Septembre suivant, nouvelles élections législatives. Un succès. 41 députés et 21 Sénateurs monarchistes entrent au Parlement. Au sein de la Convention Démocratique de Roumanie, les monarchistes sont alors le deuxième groupe d’opposition du pays. 4 ans plus tard, ils ont multiplié leur nombre d’élus au Parlement, obtenu la mairie de Bucarest et sont entrés dans un gouvernement de coalition. Le 21 Février 1997, le Parlement vote enfin la restitution de la citoyenneté roumaine au Roi ainsi que ses propriétés et lui octroie le titre d’Ambassadeur itinérant pour la Roumanie (4 Mars). Le Président Emil Constantinescu, connu pour ses positions monarchistes, parle déjà de préparer un référendum sur le retour de la monarchie. 1 roumain sur 10 est alors favorable à ce projet. Mais la corruption rampante, les dissensions internes au sein de la coalition provoquent la chute du gouvernement pro-monarchiste en 2000.
La Roumanie s’enfonce dans le chaos politique sur fond de constantes rumeurs de restauration de la monarchie. Le Palais Elizabeth devient un véritable contre-pouvoir où la princesse héritière Margarita reçoit ministres des gouvernements roumains successifs, ambassadeurs, diplomates étrangers, distribue médailles et préside différentes cérémonies officielles. Chaque année des milliers de roumains convergent vers le palais royal pour célébrer l’anniversaire du Roi. La République flirte allégrement avec la famille royale. De 2002 à 2008, l’époux de la princesse Margarita, le prince Radu Dadu est nommé représentant spécial du gouvernement de Roumanie. On pense même à lui pour une candidature à l’élection présidentielle de 2009, crédité de 14% d’intentions de vote en dépit de son parcours controversé. Michel en profite pour modifier les lois de successions au trône en 2007, gomme toute trace allemande de son nom de famille (les Hohenzollern-Sigmaringen, qui sont montés sur le trône roumain en 1866, deviennent simplement « De Roumanie ») et nomme en 2010 son petit-fils Nicolas Medforth-Mills prince héritier, alors âgé de 25 ans.
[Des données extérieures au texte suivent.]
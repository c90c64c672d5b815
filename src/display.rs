//! Text projection of the validator state.
//!
//! The display observes state and never feeds anything back into the state
//! machine. Everything here is a pure function of [`ValidatorState`] and the
//! terminal configuration.

use crate::config::TerminalConfig;
use crate::core::{ValidatorState, ValidatorStatus};
use serde::Serialize;

const IDLE_PROMPT: &str = "Present your card";
const PROCESSING_MESSAGE: &str = "Processing";
const APPROVED_MESSAGE: &str = "Payment successful";
const DECLINED_MESSAGE: &str = "Payment rejected";
const VISIBLE_PAN_DIGITS: usize = 4;

/// Verdict marker shown next to the status message.
#[derive(Clone, Copy, Debug, PartialEq, Eq, Serialize)]
#[serde(rename_all = "lowercase")]
pub enum Indicator {
    Success,
    Failure,
}

impl Indicator {
    /// `None` unless `status` is a verdict.
    pub fn for_status(status: ValidatorStatus) -> Option<Self> {
        if !status.is_verdict() {
            None
        } else if status.is_error() {
            Some(Self::Failure)
        } else {
            Some(Self::Success)
        }
    }

    fn marker(&self) -> &'static str {
        match self {
            Self::Success => "[OK]",
            Self::Failure => "[X]",
        }
    }
}

/// Reorder a `YYMM` expiry into `MM/YY`. Anything that is not exactly four
/// characters is returned unchanged.
///
/// ```rust
/// use farebox::display::format_expiry;
///
/// assert_eq!(format_expiry("2405"), "05/24");
/// assert_eq!(format_expiry(""), "");
/// ```
pub fn format_expiry(expiry: &str) -> String {
    let chars: Vec<char> = expiry.chars().collect();
    if chars.len() != 4 {
        return expiry.to_string();
    }
    let (year, month) = chars.split_at(2);
    format!(
        "{}/{}",
        month.iter().collect::<String>(),
        year.iter().collect::<String>()
    )
}

/// Hide all but the last four PAN characters.
pub fn mask_pan(pan: &str) -> String {
    let len = pan.chars().count();
    if len <= VISIBLE_PAN_DIGITS {
        return pan.to_string();
    }
    pan.chars()
        .enumerate()
        .map(|(i, c)| if i < len - VISIBLE_PAN_DIGITS { '*' } else { c })
        .collect()
}

/// What the screen shows for one state.
#[derive(Clone, Debug, PartialEq, Eq, Serialize)]
pub struct DisplayFrame {
    pub status: ValidatorStatus,
    /// Fare amount, or the card number while a card is on screen
    pub headline: String,
    pub detail: String,
    /// Empty while idle
    pub status_message: String,
    #[serde(skip_serializing_if = "Option::is_none")]
    pub indicator: Option<Indicator>,
}

impl DisplayFrame {
    pub fn from_state(state: &ValidatorState, config: &TerminalConfig) -> Self {
        let status = state.status();

        let (headline, detail) = match state.card() {
            Some(card) => {
                let pan = if config.mask_pan {
                    mask_pan(&card.pan)
                } else {
                    card.pan.clone()
                };
                (pan, format!("Expiry: {}", format_expiry(&card.expiry)))
            }
            None => (config.fare_amount.clone(), IDLE_PROMPT.to_string()),
        };

        let status_message = match status {
            ValidatorStatus::Idle => "",
            ValidatorStatus::AwaitingCard => PROCESSING_MESSAGE,
            ValidatorStatus::Approved => APPROVED_MESSAGE,
            ValidatorStatus::Declined => DECLINED_MESSAGE,
        }
        .to_string();

        Self {
            status,
            headline,
            detail,
            status_message,
            indicator: Indicator::for_status(status),
        }
    }

    /// Render as text lines for a character display.
    pub fn render_text(&self) -> String {
        let mut out = format!("{}\n{}", self.headline, self.detail);
        if !self.status_message.is_empty() {
            out.push('\n');
            if let Some(indicator) = self.indicator {
                out.push_str(indicator.marker());
                out.push(' ');
            }
            out.push_str(&self.status_message);
        }
        out
    }
}

/// How the CLI prints frames: text blocks separated by a blank line, or one
/// JSON object per line.
#[derive(Clone, Copy, Debug, PartialEq, Eq)]
pub enum OutputFormat {
    Text,
    Json,
}

impl OutputFormat {
    pub fn render(&self, frame: &DisplayFrame) -> Result<String, serde_json::Error> {
        match self {
            Self::Text => Ok(format!("{}\n", frame.render_text())),
            Self::Json => serde_json::to_string(frame),
        }
    }
}
//! End-to-end terminal scenarios.
//!
//! Synchronous flows drive the validator directly with explicit instants.
//! Runtime flows feed a [`Terminal`] through an in-memory pipe under paused
//! tokio time, so timer behaviour is deterministic and instantaneous.

use farebox::clock::{Clock, TokioClock};
use farebox::core::{Validator, ValidatorStatus, EXPIRE_TRIGGER};
use farebox::display::{format_expiry, DisplayFrame};
use farebox::runtime::LineSource;
use farebox::{parse, CardSnapshot, InputMode, ParsedCommand, Terminal, TerminalConfig};
use std::time::{Duration, Instant};
use tokio::io::{AsyncWriteExt, BufReader};
use tokio::time::sleep;

const EXPIRY: Duration = Duration::from_secs(5);

/// Tokio's timer wheel works in whole milliseconds.
fn assert_near(actual: Duration, expected: Duration) {
    let diff = if actual > expected {
        actual - expected
    } else {
        expected - actual
    };
    assert!(
        diff <= Duration::from_millis(1),
        "expected ~{expected:?}, got {actual:?}"
    );
}

#[test]
fn approval_flow() {
    let mut validator = Validator::new(EXPIRY);
    let now = Instant::now();

    validator.apply(parse("PAN:7123456;EXP:2405"), now);

    assert_eq!(validator.status(), ValidatorStatus::AwaitingCard);
    let card = validator.state().card().unwrap();
    assert_eq!(
        card,
        &CardSnapshot {
            pan: "7123456".to_string(),
            expiry: "2405".to_string(),
        }
    );
    assert_eq!(format_expiry(&card.expiry), "05/24");

    validator.apply(parse("0"), now);

    assert_eq!(validator.status(), ValidatorStatus::Approved);
    assert!(validator.state().card().is_none());
    assert!(validator.state().pending_expiry().is_none());
}

#[test]
fn expiry_auto_reset() {
    let mut validator = Validator::new(EXPIRY);
    let start = Instant::now();

    validator.apply(parse("PAN:55;EXP:2612"), start);
    assert!(validator.poll_expiry(start + EXPIRY));

    assert_eq!(validator.status(), ValidatorStatus::Idle);
    assert!(validator.state().card().is_none());
    assert_eq!(validator.history().last().unwrap().trigger, EXPIRE_TRIGGER);
}

#[test]
fn malformed_pan_is_tolerated() {
    let command = parse("PAN:123");
    assert_eq!(
        command,
        ParsedCommand::PresentCard {
            pan: "123".to_string(),
            expiry: String::new(),
        }
    );

    let mut validator = Validator::new(EXPIRY);
    validator.apply(command, Instant::now());

    assert_eq!(validator.status(), ValidatorStatus::AwaitingCard);
    assert_eq!(validator.state().card().unwrap().expiry, "");

    let frame = DisplayFrame::from_state(validator.state(), &TerminalConfig::default());
    assert_eq!(frame.detail, "Expiry: ");
}

/// Observed (status, pan, elapsed since start) after each state change.
type Observation = (ValidatorStatus, Option<String>, Duration);

async fn run_script(
    mode: InputMode,
    script: Vec<(Duration, &'static str)>,
    tail: Duration,
) -> (Vec<Observation>, Validator) {
    let chunks = script
        .into_iter()
        .map(|(delay, line)| (delay, format!("{line}\n").into_bytes()))
        .collect();
    run_bytes(mode, chunks, tail).await
}

/// Feed raw byte chunks, each after its delay, then keep the pipe open for `tail`.
async fn run_bytes(
    mode: InputMode,
    chunks: Vec<(Duration, Vec<u8>)>,
    tail: Duration,
) -> (Vec<Observation>, Validator) {
    let (reader, mut writer) = tokio::io::duplex(256);

    let feeder = tokio::spawn(async move {
        for (delay, bytes) in chunks {
            if !delay.is_zero() {
                sleep(delay).await;
            }
            writer.write_all(&bytes).await.unwrap();
        }
        if !tail.is_zero() {
            sleep(tail).await;
        }
    });

    let start = TokioClock.now();
    let mut terminal = Terminal::new(Validator::new(EXPIRY)).with_mode(mode);
    let mut seen = Vec::new();
    terminal
        .run(LineSource::new(BufReader::new(reader)), |state| {
            seen.push((
                state.status(),
                state.card().map(|c| c.pan.clone()),
                TokioClock.now() - start,
            ));
        })
        .await
        .unwrap();
    feeder.await.unwrap();

    (seen, terminal.into_validator())
}

#[tokio::test(start_paused = true)]
async fn runtime_expires_card_at_deadline() {
    let (seen, validator) = run_script(
        InputMode::Tokens,
        vec![(Duration::ZERO, "PAN:7123456;EXP:2405")],
        Duration::from_secs(20),
    )
    .await;

    let changes: Vec<_> = seen
        .iter()
        .map(|(status, pan, _)| (*status, pan.clone()))
        .collect();
    assert_eq!(
        changes,
        vec![
            (ValidatorStatus::Idle, None),
            (ValidatorStatus::AwaitingCard, Some("7123456".to_string())),
            (ValidatorStatus::Idle, None),
        ]
    );
    assert_near(seen[1].2, Duration::ZERO);
    assert_near(seen[2].2, EXPIRY);
    assert_eq!(validator.status(), ValidatorStatus::Idle);
}

#[tokio::test(start_paused = true)]
async fn runtime_second_card_postpones_expiry() {
    let (seen, _) = run_script(
        InputMode::Tokens,
        vec![
            (Duration::ZERO, "PAN:111;EXP:2401"),
            (Duration::from_secs(3), "PAN:222;EXP:2502"),
        ],
        Duration::from_secs(20),
    )
    .await;

    let expiries: Vec<_> = seen
        .iter()
        .skip(1)
        .filter(|(status, _, _)| *status == ValidatorStatus::Idle)
        .collect();
    assert_eq!(expiries.len(), 1);
    assert_near(expiries[0].2, Duration::from_secs(3) + EXPIRY);

    let cards: Vec<_> = seen.iter().filter_map(|(_, pan, _)| pan.clone()).collect();
    assert_eq!(cards, vec!["111".to_string(), "222".to_string()]);
}

#[tokio::test(start_paused = true)]
async fn runtime_verdict_cancels_pending_expiry() {
    let (seen, validator) = run_script(
        InputMode::Tokens,
        vec![
            (Duration::ZERO, "PAN:42;EXP:2405"),
            (Duration::from_secs(2), "1"),
            (Duration::from_millis(100), "???"),
        ],
        Duration::from_secs(20),
    )
    .await;

    let statuses: Vec<_> = seen.iter().map(|(status, _, _)| *status).collect();
    assert_eq!(
        statuses,
        vec![
            ValidatorStatus::Idle,
            ValidatorStatus::AwaitingCard,
            ValidatorStatus::Declined,
        ]
    );
    assert_eq!(validator.status(), ValidatorStatus::Declined);
}

#[tokio::test(start_paused = true)]
async fn runtime_key_bindings() {
    let (seen, validator) = run_script(
        InputMode::Keys,
        vec![
            (Duration::ZERO, "t"),
            (Duration::from_secs(1), "0"),
            (Duration::from_secs(1), "q"),
            (Duration::from_secs(1), "Escape"),
        ],
        Duration::ZERO,
    )
    .await;

    let statuses: Vec<_> = seen.iter().map(|(status, _, _)| *status).collect();
    assert_eq!(
        statuses,
        vec![
            ValidatorStatus::Idle,
            ValidatorStatus::AwaitingCard,
            ValidatorStatus::Approved,
            ValidatorStatus::Idle,
        ]
    );
    assert_eq!(validator.history().len(), 3);
}

#[tokio::test(start_paused = true)]
async fn runtime_survives_invalid_utf8_line() {
    let (seen, validator) = run_bytes(
        InputMode::Tokens,
        vec![
            (Duration::ZERO, b"PAN:1;EXP:2405\n".to_vec()),
            (Duration::from_millis(100), b"\xff\xfe\n".to_vec()),
            (Duration::from_millis(100), b"0\r\n".to_vec()),
        ],
        Duration::ZERO,
    )
    .await;

    let statuses: Vec<_> = seen.iter().map(|(status, _, _)| *status).collect();
    assert_eq!(
        statuses,
        vec![
            ValidatorStatus::Idle,
            ValidatorStatus::AwaitingCard,
            ValidatorStatus::Approved,
        ]
    );
    assert_eq!(validator.status(), ValidatorStatus::Approved);
}

#[tokio::test(start_paused = true)]
async fn runtime_ignores_padded_tokens() {
    let (seen, validator) = run_script(
        InputMode::Tokens,
        vec![
            (Duration::ZERO, "PAN:9;EXP:2405"),
            (Duration::from_millis(100), " 0"),
            (Duration::from_millis(100), "1\t"),
        ],
        Duration::from_secs(20),
    )
    .await;

    let statuses: Vec<_> = seen.iter().map(|(status, _, _)| *status).collect();
    assert_eq!(
        statuses,
        vec![
            ValidatorStatus::Idle,
            ValidatorStatus::AwaitingCard,
            ValidatorStatus::Idle,
        ]
    );
    assert_eq!(validator.history().last().unwrap().trigger, EXPIRE_TRIGGER);
}
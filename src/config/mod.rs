//! Terminal configuration.
//!
//! Values come from an optional JSON file and command-line overrides. Every
//! rule is checked before the terminal starts and all violations are
//! reported together, using `stillwater`'s `Validation` to accumulate them.
//!
//! # Example
//!
//! ```rust
//! use farebox::config::TerminalConfig;
//! use std::time::Duration;
//!
//! let config = TerminalConfig::from_json(r#"{ "expiry_duration_ms": 3000 }"#).unwrap();
//! assert_eq!(config.expiry_duration(), Duration::from_secs(3));
//! assert_eq!(config.fare_amount, "₼0.50");
//! ```

pub mod error;

pub use error::{ConfigError, ConfigViolation};

use crate::core::DEFAULT_HISTORY_CAPACITY;
use serde::{Deserialize, Serialize};
use std::path::Path;
use std::time::Duration;
use stillwater::validation::Validation;
use stillwater::NonEmptyVec;

/// How long a presented card stays on screen without a verdict.
pub const DEFAULT_EXPIRY_MS: u64 = 5_000;

/// Fare shown while idle.
pub const DEFAULT_FARE_AMOUNT: &str = "₼0.50";

type Check = Validation<(), NonEmptyVec<ConfigViolation>>;

#[derive(Clone, Debug, PartialEq, Eq, Serialize, Deserialize)]
#[serde(default, deny_unknown_fields)]
pub struct TerminalConfig {
    pub expiry_duration_ms: u64,
    pub fare_amount: String,
    /// Show only the last four PAN digits.
    pub mask_pan: bool,
    pub history_capacity: usize,
}

impl Default for TerminalConfig {
    fn default() -> Self {
        Self {
            expiry_duration_ms: DEFAULT_EXPIRY_MS,
            fare_amount: DEFAULT_FARE_AMOUNT.to_string(),
            mask_pan: false,
            history_capacity: DEFAULT_HISTORY_CAPACITY,
        }
    }
}

/// Command-line values that take precedence over the file.
#[derive(Clone, Debug, Default, PartialEq, Eq)]
pub struct Overrides {
    pub expiry_duration_ms: Option<u64>,
    pub mask_pan: bool,
}

impl TerminalConfig {
    /// Parse and validate a JSON document. Missing fields take defaults.
    pub fn from_json(raw: &str) -> Result<Self, ConfigError> {
        let config: Self = serde_json::from_str(raw)?;
        config.validated()
    }

    /// Load from `path`, or use defaults when no path is given.
    pub fn load(path: Option<&Path>, overrides: &Overrides) -> Result<Self, ConfigError> {
        let base = match path {
            Some(path) => {
                let raw = std::fs::read_to_string(path).map_err(|source| ConfigError::Io {
                    path: path.to_path_buf(),
                    source,
                })?;
                serde_json::from_str(&raw)?
            }
            None => Self::default(),
        };
        base.with_overrides(overrides).validated()
    }

    pub fn with_overrides(mut self, overrides: &Overrides) -> Self {
        if let Some(ms) = overrides.expiry_duration_ms {
            self.expiry_duration_ms = ms;
        }
        self.mask_pan |= overrides.mask_pan;
        self
    }

    pub fn expiry_duration(&self) -> Duration {
        Duration::from_millis(self.expiry_duration_ms)
    }

    /// Check every rule, accumulating all violations.
    pub fn validate(&self) -> Check {
        let checks = vec![
            require(self.expiry_duration_ms > 0, ConfigViolation::ZeroExpiry),
            require(
                !self.fare_amount.trim().is_empty(),
                ConfigViolation::EmptyFare,
            ),
        ];
        Validation::all_vec(checks).map(|_| ())
    }

    fn validated(self) -> Result<Self, ConfigError> {
        match self.validate() {
            Validation::Success(_) => Ok(self),
            Validation::Failure(violations) => Err(ConfigError::Invalid(
                violations.iter().cloned().collect(),
            )),
        }
    }
}

fn require(ok: bool, violation: ConfigViolation) -> Check {
    if ok {
        Validation::success(())
    } else {
        Validation::fail(violation)
    }
}
//! The validator state machine.

use super::history::{StatusHistory, StatusTransition, DEFAULT_HISTORY_CAPACITY};
use super::state::{CardSnapshot, ValidatorState, ValidatorStatus};
use super::timer::{TimerHandle, TimerId};
use crate::command::ParsedCommand;
use crate::config::TerminalConfig;
use chrono::Utc;
use std::time::{Duration, Instant};
use tracing::{debug, info, trace};

/// Trigger name recorded when the expiry timer fires.
pub const EXPIRE_TRIGGER: &str = "Expire";

/// Outcome of [`Validator::apply`].
///
/// When `changed` is set, any previously armed timer has been cancelled and
/// `armed` is the only live one. Drivers schedule their sleep from it.
#[derive(Clone, Copy, Debug, PartialEq, Eq)]
pub struct Applied {
    /// Whether the observable state differs from before the command
    pub changed: bool,
    /// The timer armed by this command, if any
    pub armed: Option<TimerHandle>,
}

impl Applied {
    pub fn unchanged() -> Self {
        Self {
            changed: false,
            armed: None,
        }
    }
}

/// Owns the terminal's [`ValidatorState`] and is its only writer.
///
/// Commands go through [`apply`](Self::apply); timer fires go through
/// [`expire`](Self::expire) or [`poll_expiry`](Self::poll_expiry). Callers
/// must serialize these calls.
///
/// # Example
///
/// ```rust
/// use farebox::command::parse;
/// use farebox::core::{Validator, ValidatorStatus};
/// use std::time::{Duration, Instant};
///
/// let mut validator = Validator::new(Duration::from_secs(5));
/// let start = Instant::now();
///
/// validator.apply(parse("PAN:7123456;EXP:2405"), start);
/// assert_eq!(validator.status(), ValidatorStatus::AwaitingCard);
///
/// assert!(validator.poll_expiry(start + Duration::from_secs(5)));
/// assert_eq!(validator.status(), ValidatorStatus::Idle);
/// ```
#[derive(Debug)]
pub struct Validator {
    state: ValidatorState,
    expiry_duration: Duration,
    next_timer: TimerId,
    history: StatusHistory,
}

impl Validator {
    /// Create an idle validator whose card display lasts `expiry_duration`.
    pub fn new(expiry_duration: Duration) -> Self {
        Self {
            state: ValidatorState::default(),
            expiry_duration,
            next_timer: TimerId::first(),
            history: StatusHistory::with_capacity(DEFAULT_HISTORY_CAPACITY),
        }
    }

    pub fn from_config(config: &TerminalConfig) -> Self {
        Self::new(config.expiry_duration()).with_history_capacity(config.history_capacity)
    }

    pub fn with_history_capacity(mut self, capacity: usize) -> Self {
        self.history = StatusHistory::with_capacity(capacity);
        self
    }

    pub fn state(&self) -> &ValidatorState {
        &self.state
    }

    pub fn status(&self) -> ValidatorStatus {
        self.state.status
    }

    pub fn history(&self) -> &StatusHistory {
        &self.history
    }

    pub fn expiry_duration(&self) -> Duration {
        self.expiry_duration
    }

    /// Deadline of the live timer, if one is armed.
    pub fn next_deadline(&self) -> Option<Instant> {
        self.state.pending_expiry.map(|handle| handle.deadline())
    }

    /// Apply one parsed command at time `now`.
    ///
    /// Unrecognized commands leave the state untouched. Every other command
    /// first cancels the pending timer and clears the card, then applies its
    /// own effect, which for `PresentCard` arms a fresh timer. Logging an
    /// unrecognized token is left to the caller, which still has the raw text.
    pub fn apply(&mut self, command: ParsedCommand, now: Instant) -> Applied {
        let trigger = command.name();

        let next_status = match &command {
            ParsedCommand::Unrecognized => return Applied::unchanged(),
            ParsedCommand::PresentCard { .. } => ValidatorStatus::AwaitingCard,
            ParsedCommand::Approve => ValidatorStatus::Approved,
            ParsedCommand::Decline => ValidatorStatus::Declined,
            ParsedCommand::Reset => ValidatorStatus::Idle,
        };

        let previous = self.state.clone();
        self.clear_pending();
        self.state.status = next_status;

        let mut armed = None;
        if let ParsedCommand::PresentCard { pan, expiry } = command {
            let handle = self.arm(now);
            debug!(
                "Armed {} for {:?} (card expiry field {:?})",
                handle.id(),
                self.expiry_duration,
                expiry
            );
            self.state.card = Some(CardSnapshot { pan, expiry });
            self.state.pending_expiry = Some(handle);
            armed = Some(handle);
        }

        let changed = self.state != previous;
        if changed {
            self.record(previous.status, trigger);
        } else {
            debug!("{} left state unchanged ({})", trigger, self.state.status);
        }

        Applied { changed, armed }
    }

    /// Fire the timer identified by `id`.
    ///
    /// Returns `false` without touching the state when `id` is not the live
    /// timer: it was cancelled, superseded, or has already fired.
    pub fn expire(&mut self, id: TimerId) -> bool {
        match self.state.pending_expiry {
            Some(handle) if handle.id() == id => {
                let from = self.state.status;
                self.clear_pending();
                self.state.status = ValidatorStatus::Idle;
                self.record(from, EXPIRE_TRIGGER);
                true
            }
            _ => {
                trace!("Discarding stale {}", id);
                false
            }
        }
    }

    /// Fire the live timer if its deadline has passed at `now`.
    pub fn poll_expiry(&mut self, now: Instant) -> bool {
        match self.state.pending_expiry {
            Some(handle) if handle.is_due(now) => self.expire(handle.id()),
            _ => false,
        }
    }

    /// Restore the no-card, no-timer baseline. Safe to call repeatedly.
    fn clear_pending(&mut self) {
        if let Some(handle) = self.state.pending_expiry.take() {
            trace!("Cancelled {}", handle.id());
        }
        self.state.card = None;
    }

    fn arm(&mut self, now: Instant) -> TimerHandle {
        let id = self.next_timer;
        self.next_timer = id.next();
        TimerHandle::new(id, now + self.expiry_duration)
    }

    fn record(&mut self, from: ValidatorStatus, trigger: &'static str) {
        let to = self.state.status;
        info!("{} -> {} ({})", from, to, trigger);
        self.history.record(StatusTransition {
            from,
            to,
            trigger,
            timestamp: Utc::now(),
        });
    }
}
//! Time sources.
//!
//! The state machine never reads the clock itself; callers pass `now` in.
//! Drivers pick a [`Clock`]: tokio's clock, which follows a paused runtime,
//! or a manual clock for synchronous tests.

use std::sync::Mutex;
use std::time::{Duration, Instant};

pub trait Clock {
    fn now(&self) -> Instant;
}

/// Tokio's clock. Follows `tokio::time::pause` and `advance`.
#[derive(Clone, Copy, Debug, Default)]
pub struct TokioClock;

impl Clock for TokioClock {
    fn now(&self) -> Instant {
        tokio::time::Instant::now().into_std()
    }
}

/// A clock that only moves when told to.
#[derive(Debug)]
pub struct ManualClock {
    now: Mutex<Instant>,
}

impl ManualClock {
    pub fn new(start: Instant) -> Self {
        Self {
            now: Mutex::new(start),
        }
    }

    pub fn advance(&self, by: Duration) {
        let mut now = self.now.lock().unwrap_or_else(|poisoned| poisoned.into_inner());
        *now += by;
    }
}

impl Default for ManualClock {
    fn default() -> Self {
        Self::new(Instant::now())
    }
}

impl Clock for ManualClock {
    fn now(&self) -> Instant {
        *self.now.lock().unwrap_or_else(|poisoned| poisoned.into_inner())
    }
}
2012 est l’année du second souffle pour le renouveau monarchiste roumain. Le PNTCD, qui s’est scindé en deux mouvements, n’arrive plus à retrouver ses premiers scores politiques, dépassant désormais à peine les 2% des voix. Et c’est l’Alliance nationale pour la restauration de la monarchie (Alianța Națională pentru Restaurarea Monarhie-ANRM), créée en mars 2012, qui va devenir progressivement la voix des monarchistes, notamment parmi les étudiants. D’autant que ceux-ci sont le fer de lance de la contestation anti-gouvernementale. Entre janvier et mars 2012, des portraits du Roi Michel Ier sont placardés dans les universités de Bucarest, le Président Basescu y est conspué et lors de la manifestation du 8 mars, on n’hésite pas à crier dans les rues : " démission, Trăiască Regele ! (Vive le Roi !) ". La république se crispe, ses dirigeants aussi. Lors de son discours au parlement le 25 octobre 2011, Michel avait été largement applaudi par les députés présents mais boudé superbement par Basescu et son Premier ministre ; l’opinion roumaine le désignant comme personnage public le plus populaire dans le pays. Le leader de l’opposition, Crin Antoncescu, se prononcera lui-même pour le retour de la monarchie dans le pays.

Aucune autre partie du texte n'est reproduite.